● Action item
What is needed is an exact copy of all the records.

● Source information

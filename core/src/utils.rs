//! Utility functions and types.

use std::fmt::Debug;

/// Debug wrapper that hides most of a secret string.
///
/// Short values are fully masked; longer values keep the first and last three
/// characters so different secrets stay distinguishable in logs without
/// leaking their content.
pub struct Redact<'a>(&'a str);

impl<'a> From<&'a str> for Redact<'a> {
    fn from(value: &'a str) -> Self {
        Redact(value)
    }
}

impl<'a> From<&'a String> for Redact<'a> {
    fn from(value: &'a String) -> Self {
        Redact(value.as_str())
    }
}

impl<'a> From<&'a Option<String>> for Redact<'a> {
    fn from(value: &'a Option<String>) -> Self {
        Redact(value.as_deref().unwrap_or(""))
    }
}

impl<'a> Debug for Redact<'a> {
    fn fmt(&self, f: &mut std::fmt::Formatter<'_>) -> std::fmt::Result {
        match self.0.len() {
            0 => f.write_str("EMPTY"),
            n if n < 12 => f.write_str("***"),
            n => write!(f, "{}***{}", &self.0[..3], &self.0[n - 3..]),
        }
    }
}
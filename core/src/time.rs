//! Time related utils.

use crate::{Error, Result};

/// DateTime in UTC, the only zone signing operates in.
pub type DateTime = chrono::DateTime<chrono::Utc>;

/// Return the current UTC instant.
pub fn now() -> DateTime {
    chrono::Utc::now()
}

/// Format a time into the AWS credential-scope date: `20240701`.
pub fn format_date(t: DateTime) -> String {
    t.format("%Y%m%d").to_string()
}

/// Format a time into the compact ISO 8601 timestamp AWS signs: `20240701T000000Z`.
pub fn format_iso8601(t: DateTime) -> String {
    t.format("%Y%m%dT%H%M%SZ").to_string()
}

/// Parse an RFC 3339 timestamp like `2024-07-01T00:00:00Z`.
pub fn parse_rfc3339(s: &str) -> Result<DateTime> {
    chrono::DateTime::parse_from_rfc3339(s)
        .map(|t| t.with_timezone(&chrono::Utc))
        .map_err(|e| Error::unexpected(format!("failed to parse time {s}")).with_source(e))
}
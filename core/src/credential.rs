use crate::utils::Redact;
use std::fmt::{Debug, Formatter};

/// Credential that holds the access key and secret key.
///
/// Supplied once at client construction and never refreshed; rotating
/// credentials means building a new client.
#[derive(Default, Clone)]
pub struct Credential {
    /// Access key id for aws services.
    pub access_key_id: String,
    /// Secret access key for aws services.
    pub secret_access_key: String,
    /// Session token for aws services.
    pub session_token: Option<String>,
}

impl Credential {
    /// Create a new credential from a static key pair.
    pub fn new(access_key_id: &str, secret_access_key: &str) -> Self {
        Self {
            access_key_id: access_key_id.to_string(),
            secret_access_key: secret_access_key.to_string(),
            session_token: None,
        }
    }

    /// Attach a session token.
    ///
    /// A configured token is sent in `x-amz-security-token` on every request,
    /// even when it is the empty string.
    pub fn with_session_token(mut self, token: &str) -> Self {
        self.session_token = Some(token.to_string());
        self
    }

    /// Check that the credential can produce a signature.
    pub fn is_valid(&self) -> bool {
        !self.access_key_id.is_empty() && !self.secret_access_key.is_empty()
    }
}

impl Debug for Credential {
    fn fmt(&self, f: &mut Formatter<'_>) -> std::fmt::Result {
        f.debug_struct("Credential")
            .field("access_key_id", &Redact::from(&self.access_key_id))
            .field("secret_access_key", &Redact::from(&self.secret_access_key))
            .field("session_token", &Redact::from(&self.session_token))
            .finish()
    }
}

● Result of the task
filename core/src/utils.rs
//! Utility functions and types.

use std::fmt::Debug;

/// Debug wrapper that hides most of a secret string.
///
/// Short values are fully masked; longer values keep the first and last three
/// characters so different secrets stay distinguishable in logs without
/// leaking their content.
pub struct Redact<'a>(&'a str);

impl<'a> From<&'a str> for Redact<'a> {
    fn from(value: &'a str) -> Self {
        Redact(value)
    }
}

impl<'a> From<&'a String> for Redact<'a> {
    fn from(value: &'a String) -> Self {
        Redact(value.as_str())
    }
}

impl<'a> From<&'a Option<String>> for Redact<'a> {
    fn from(value: &'a Option<String>) -> Self {
        Redact(value.as_deref().unwrap_or(""))
    }
}

impl<'a> Debug for Redact<'a> {
    fn fmt(&self, f: &mut std::fmt::Formatter<'_>) -> std::fmt::Result {
        match self.0.len() {
            0 => f.write_str("EMPTY"),
            n if n < 12 => f.write_str("***"),
            n => write!(f, "{}***{}", &self.0[..3], &self.0[n - 3..]),
        }
    }
}
filename core/src/time.rs
//! Time related utils.

use crate::{Error, Result};

/// DateTime in UTC, the only zone signing operates in.
pub type DateTime = chrono::DateTime<chrono::Utc>;

/// Return the current UTC instant.
pub fn now() -> DateTime {
    chrono::Utc::now()
}

/// Format a time into the AWS credential-scope date: `20240701`.
pub fn format_date(t: DateTime) -> String {
    t.format("%Y%m%d").to_string()
}

/// Format a time into the compact ISO 8601 timestamp AWS signs: `20240701T000000Z`.
pub fn format_iso8601(t: DateTime) -> String {
    t.format("%Y%m%dT%H%M%SZ").to_string()
}

/// Parse an RFC 3339 timestamp like `2024-07-01T00:00:00Z`.
pub fn parse_rfc3339(s: &str) -> Result<DateTime> {
    chrono::DateTime::parse_from_rfc3339(s)
        .map(|t| t.with_timezone(&chrono::Utc))
        .map_err(|e| Error::unexpected(format!("failed to parse time {s}")).with_source(e))
}
filename core/src/credential.rs
use crate::utils::Redact;
use std::fmt::{Debug, Formatter};

/// Credential that holds the access key and secret key.
///
/// Supplied once at client construction and never refreshed; rotating
/// credentials means building a new client.
#[derive(Default, Clone)]
pub struct Credential {
    /// Access key id for aws services.
    pub access_key_id: String,
    /// Secret access key for aws services.
    pub secret_access_key: String,
    /// Session token for aws services.
    pub session_token: Option<String>,
}

impl Credential {
    /// Create a new credential from a static key pair.
    pub fn new(access_key_id: &str, secret_access_key: &str) -> Self {
        Self {
            access_key_id: access_key_id.to_string(),
            secret_access_key: secret_access_key.to_string(),
            session_token: None,
        }
    }

    /// Attach a session token.
    ///
    /// A configured token is sent in `x-amz-security-token` on every request,
    /// even when it is the empty string.
    pub fn with_session_token(mut self, token: &str) -> Self {
        self.session_token = Some(token.to_string());
        self
    }

    /// Check that the credential can produce a signature.
    pub fn is_valid(&self) -> bool {
        !self.access_key_id.is_empty() && !self.secret_access_key.is_empty()
    }
}

impl Debug for Credential {
    fn fmt(&self, f: &mut Formatter<'_>) -> std::fmt::Result {
        f.debug_struct("Credential")
            .field("access_key_id", &Redact::from(&self.access_key_id))
            .field("secret_access_key", &Redact::from(&self.secret_access_key))
            .field("session_token", &Redact::from(&self.session_token))
            .finish()
    }
}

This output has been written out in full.